Wireshark and Python 3.6 were used to create the application files. Before running the files, it must be ensured that Wireshark, Python 3.6+ and the following libraries are installed.
Library | Task |
---|---|
Scapy | Packet(Pcap) crafting |
tshark | Packet(Pcap) crafting |
Sklearn | Machine Learning & Data Preparation |
xverse | Feature importance/voting |
Numpy | Mathematical Operations |
Pandas | Data Analysis |
Matplotlib | Graphics and Visuality |
Seaborn | Graphics and Visuality |
graphviz | Graphics and Visuality |
The technical specifications of the computer used for experiments are given below.
Central Processing Unit | : | Intel(R) Core(TM) i7-7500U CPU @ 2.70GHz 2.90 GHz |
Random Access Memory | : | 8 GB (7.74 GB usable) |
Operating System | : | Windows 10 Pro 64-bit |
Graphics Processing Unit | : | AMD Readon (TM) 530 |
The implementation phase consists of 5 steps, which are:
- Feature Extraction
- Feature Selection
- Algorithm Selection
- Performance Evaluation
- Comparison with Previous Work
Each of these steps is implemented using one or more Python files. The same file was saved with both "py" and "ipynb" extensions.
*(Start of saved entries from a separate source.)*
use super::{Category, Priority, Status};

/// A single-field filter: either admit everything or admit one exact value.
///
/// `All` is the counterpart of the `"all"` sentinel the UI-facing filter
/// controls use.
#[derive(Debug, Clone, Copy, PartialEq, Eq)]
pub enum Selector<T> {
    All,
    Only(T),
}

impl<T> Default for Selector<T> {
    fn default() -> Self {
        Self::All
    }
}

impl<T: PartialEq> Selector<T> {
    /// Whether `value` passes this selector.
    pub fn admits(&self, value: &T) -> bool {
        match self {
            Self::All => true,
            Self::Only(wanted) => wanted == value,
        }
    }
}

impl<T> Selector<T> {
    pub fn is_all(&self) -> bool {
        matches!(self, Self::All)
    }
}

/// The active filter selection applied to the feature list.
///
/// Fields combine with AND; the default admits every feature. `search` is a
/// case-insensitive substring match over title and description, with the
/// empty string meaning "no text filter".
#[derive(Debug, Clone, Default, PartialEq)]
pub struct FilterOptions {
    pub search: String,
    pub priority: Selector<Priority>,
    pub status: Selector<Status>,
    pub category: Selector<Category>,
}

impl FilterOptions {
    /// Whether a feature with these attributes passes the current selection.
    pub fn matches(
        &self,
        title: &str,
        description: &str,
        priority: Priority,
        status: Status,
        category: Category,
    ) -> bool {
        let search_ok = if self.search.is_empty() {
            true
        } else {
            let needle = self.search.to_lowercase();
            title.to_lowercase().contains(&needle)
                || description.to_lowercase().contains(&needle)
        };
        search_ok
            && self.priority.admits(&priority)
            && self.status.admits(&status)
            && self.category.admits(&category)
    }
}

/// A change to exactly one filter field, applied via
/// [`FeatureStore::set_filter`](crate::store::FeatureStore::set_filter).
#[derive(Debug, Clone, PartialEq)]
pub enum FilterUpdate {
    Search(String),
    Priority(Selector<Priority>),
    Status(Selector<Status>),
    Category(Selector<Category>),
}
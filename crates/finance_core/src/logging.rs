//! Rolling file logging for the finance store.
//!
//! # Responsibility
//! - Start the `flexi_logger` backend at most once per process.
//! - Capture panics as sanitized log events.
//!
//! # Invariants
//! - Initialization is idempotent for the same level and directory.
//! - Re-initialization with a different level or directory is rejected.
//! - Initialization never panics.

use flexi_logger::{Cleanup, Criterion, FileSpec, Logger, LoggerHandle, Naming, WriteMode};
use log::{error, info};
use once_cell::sync::OnceCell;
use std::path::{Path, PathBuf};

const LOG_FILE_BASENAME: &str = "finance";
const MAX_LOG_FILE_SIZE_BYTES: u64 = 10 * 1024 * 1024;
const MAX_LOG_FILES: usize = 5;
const MAX_PANIC_PAYLOAD_CHARS: usize = 160;

static LOGGING_STATE: OnceCell<LoggingState> = OnceCell::new();
static PANIC_HOOK_INSTALLED: OnceCell<()> = OnceCell::new();

struct LoggingState {
    level: &'static str,
    log_dir: PathBuf,
    _logger: LoggerHandle,
}

/// Initializes file logging with `level` under `log_dir`.
///
/// # Errors
/// - `level` is not one of `trace|debug|info|warn|error`.
/// - `log_dir` is empty, relative, or cannot be created.
/// - Logging is already active with a different level or directory.
/// - The logger backend fails to start.
pub fn init_logging(level: &str, log_dir: impl AsRef<Path>) -> Result<(), String> {
    let level = normalize_level(level)?;
    let log_dir = normalize_log_dir(log_dir.as_ref())?;

    let state = LOGGING_STATE.get_or_try_init(|| start_logger(level, &log_dir))?;
    ensure_same_config(state, level, &log_dir)
}

/// Returns `(level, log_dir)` when logging is active.
pub fn logging_status() -> Option<(&'static str, PathBuf)> {
    LOGGING_STATE
        .get()
        .map(|state| (state.level, state.log_dir.clone()))
}

/// `debug` for debug builds, `info` for release builds.
pub fn default_log_level() -> &'static str {
    if cfg!(debug_assertions) {
        "debug"
    } else {
        "info"
    }
}

fn start_logger(level: &'static str, log_dir: &Path) -> Result<LoggingState, String> {
    std::fs::create_dir_all(log_dir).map_err(|err| {
        format!(
            "failed to create log directory `{}`: {err}",
            log_dir.display()
        )
    })?;

    let logger = Logger::try_with_str(level)
        .map_err(|err| format!("invalid log level `{level}`: {err}"))?
        .log_to_file(
            FileSpec::default()
                .directory(log_dir)
                .basename(LOG_FILE_BASENAME),
        )
        .rotate(
            Criterion::Size(MAX_LOG_FILE_SIZE_BYTES),
            Naming::Numbers,
            Cleanup::KeepLogFiles(MAX_LOG_FILES),
        )
        .write_mode(WriteMode::BufferAndFlush)
        .append()
        .format_for_files(flexi_logger::detailed_format)
        .start()
        .map_err(|err| format!("failed to start logger: {err}"))?;

    install_panic_hook_once();

    info!(
        "event=app_start module=core status=ok platform={} version={}",
        std::env::consts::OS,
        env!("CARGO_PKG_VERSION")
    );
    info!(
        "event=logging_init module=core status=ok level={} log_dir={}",
        level,
        log_dir.display()
    );

    Ok(LoggingState {
        level,
        log_dir: log_dir.to_path_buf(),
        _logger: logger,
    })
}

fn ensure_same_config(state: &LoggingState, level: &str, log_dir: &Path) -> Result<(), String> {
    if state.log_dir != log_dir {
        return Err(format!(
            "logging already initialized at `{}`; refusing to switch to `{}`",
            state.log_dir.display(),
            log_dir.display()
        ));
    }
    if state.level != level {
        return Err(format!(
            "logging already initialized with level `{}`; refusing to switch to `{}`",
            state.level, level
        ));
    }
    Ok(())
}

pub(crate) fn normalize_level(level: &str) -> Result<&'static str, String> {
    match level.trim().to_ascii_lowercase().as_str() {
        "trace" => Ok("trace"),
        "debug" => Ok("debug"),
        "info" => Ok("info"),
        "warn" | "warning" => Ok("warn"),
        "error" => Ok("error"),
        other => Err(format!(
            "unsupported log level `{other}`; expected trace|debug|info|warn|error"
        )),
    }
}

fn normalize_log_dir(log_dir: &Path) -> Result<PathBuf, String> {
    if log_dir.as_os_str().is_empty() {
        return Err("log_dir cannot be empty".to_string());
    }
    if !log_dir.is_absolute() {
        return Err(format!(
            "log_dir must be an absolute path, got `{}`",
            log_dir.display()
        ));
    }
    Ok(log_dir.to_path_buf())
}

fn install_panic_hook_once() {
    if PANIC_HOOK_INSTALLED.get().is_some() {
        return;
    }

    let previous_hook = std::panic::take_hook();
    std::panic::set_hook(Box::new(move |panic_info| {
        let location = panic_info
            .location()
            .map(|loc| format!("{}:{}", loc.file(), loc.line()))
            .unwrap_or_else(|| "unknown".to_string());
        let payload = panic_payload_summary(panic_info);
        error!(
            "event=panic_captured module=core status=error location={} payload={}",
            location, payload
        );
        previous_hook(panic_info);
    }));

    let _ = PANIC_HOOK_INSTALLED.set(());
}

fn panic_payload_summary(info: &std::panic::PanicHookInfo<'_>) -> String {
    let payload = if let Some(message) = info.payload().downcast_ref::<&str>() {
        (*message).to_string()
    } else if let Some(message) = info.payload().downcast_ref::<String>() {
        message.clone()
    } else {
        "non-string panic payload".to_string()
    };

    sanitize_message(&payload, MAX_PANIC_PAYLOAD_CHARS)
}

// Payloads may carry record contents (names, amounts); keep them on one line and short.
fn sanitize_message(value: &str, max_chars: usize) -> String {
    let normalized = value.replace(['\n', '\r'], " ");
    let mut truncated = normalized.chars().take(max_chars).collect::<String>();
    if normalized.chars().count() > max_chars {
        truncated.push_str("...");
    }
    truncated
}

#[cfg(test)]
mod tests {
    use super::{
        default_log_level, init_logging, logging_status, normalize_level, normalize_log_dir,
        sanitize_message,
    };
    use std::path::Path;

    #[test]
    fn normalize_level_accepts_known_values() {
        assert_eq!(normalize_level("INFO").unwrap(), "info");
        assert_eq!(normalize_level(" warning ").unwrap(), "warn");
        assert!(normalize_level("verbose").is_err());
    }

    #[test]
    fn default_level_is_a_known_level() {
        assert!(normalize_level(default_log_level()).is_ok());
    }

    #[test]
    fn normalize_log_dir_rejects_relative_and_empty_paths() {
        let error = normalize_log_dir(Path::new("logs/dev")).unwrap_err();
        assert!(error.contains("absolute"));
        assert!(normalize_log_dir(Path::new("")).is_err());
    }

    #[test]
    fn sanitize_message_removes_newlines_and_truncates() {
        let sanitized = sanitize_message("line1\nline2\rline3", 8);
        assert!(!sanitized.contains('\n'));
        assert!(!sanitized.contains('\r'));
        assert!(sanitized.ends_with("..."));
    }

    #[test]
    fn init_logging_is_idempotent_for_same_config_and_rejects_conflicts() {
        let log_dir = tempfile::tempdir().unwrap();
        let other_dir = tempfile::tempdir().unwrap();

        init_logging("info", log_dir.path()).unwrap();
        init_logging("INFO", log_dir.path()).unwrap();

        let level_error = init_logging("debug", log_dir.path()).unwrap_err();
        assert!(level_error.contains("refusing to switch"));

        let dir_error = init_logging("info", other_dir.path()).unwrap_err();
        assert!(dir_error.contains("refusing to switch"));

        let (active_level, active_dir) = logging_status().unwrap();
        assert_eq!(active_level, "info");
        assert_eq!(active_dir, log_dir.path());
    }
}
The code they contain is exactly the same. The file with the ipynb extension has the advantage of saving the state of the last run of that file and the screen output. Thus, screen output can be seen without re-running the files. Files with the ipynb extension can be run using jupyter notebook.
There are four files relevant to this section:
- 01.1 Aalto feature extraction IoTDevID
- 01.2 Aalto feature extraction IoTSense - IoT Sentinel
- 01.3 UNSW feature extraction IoTDevID
- 01.4 UNSW feature extraction IoTSense - IoT Sentinel
These files convert the files with pcap extension to single packet-based, CSV extension fingerprint files (IoT Sentinel, IoTSense, IoTDevID individual packet based feature sets) and creates the labeling.
The processed datasets are shared in the repository. However, raw versions of the datasets used in the study and their addresses are given below.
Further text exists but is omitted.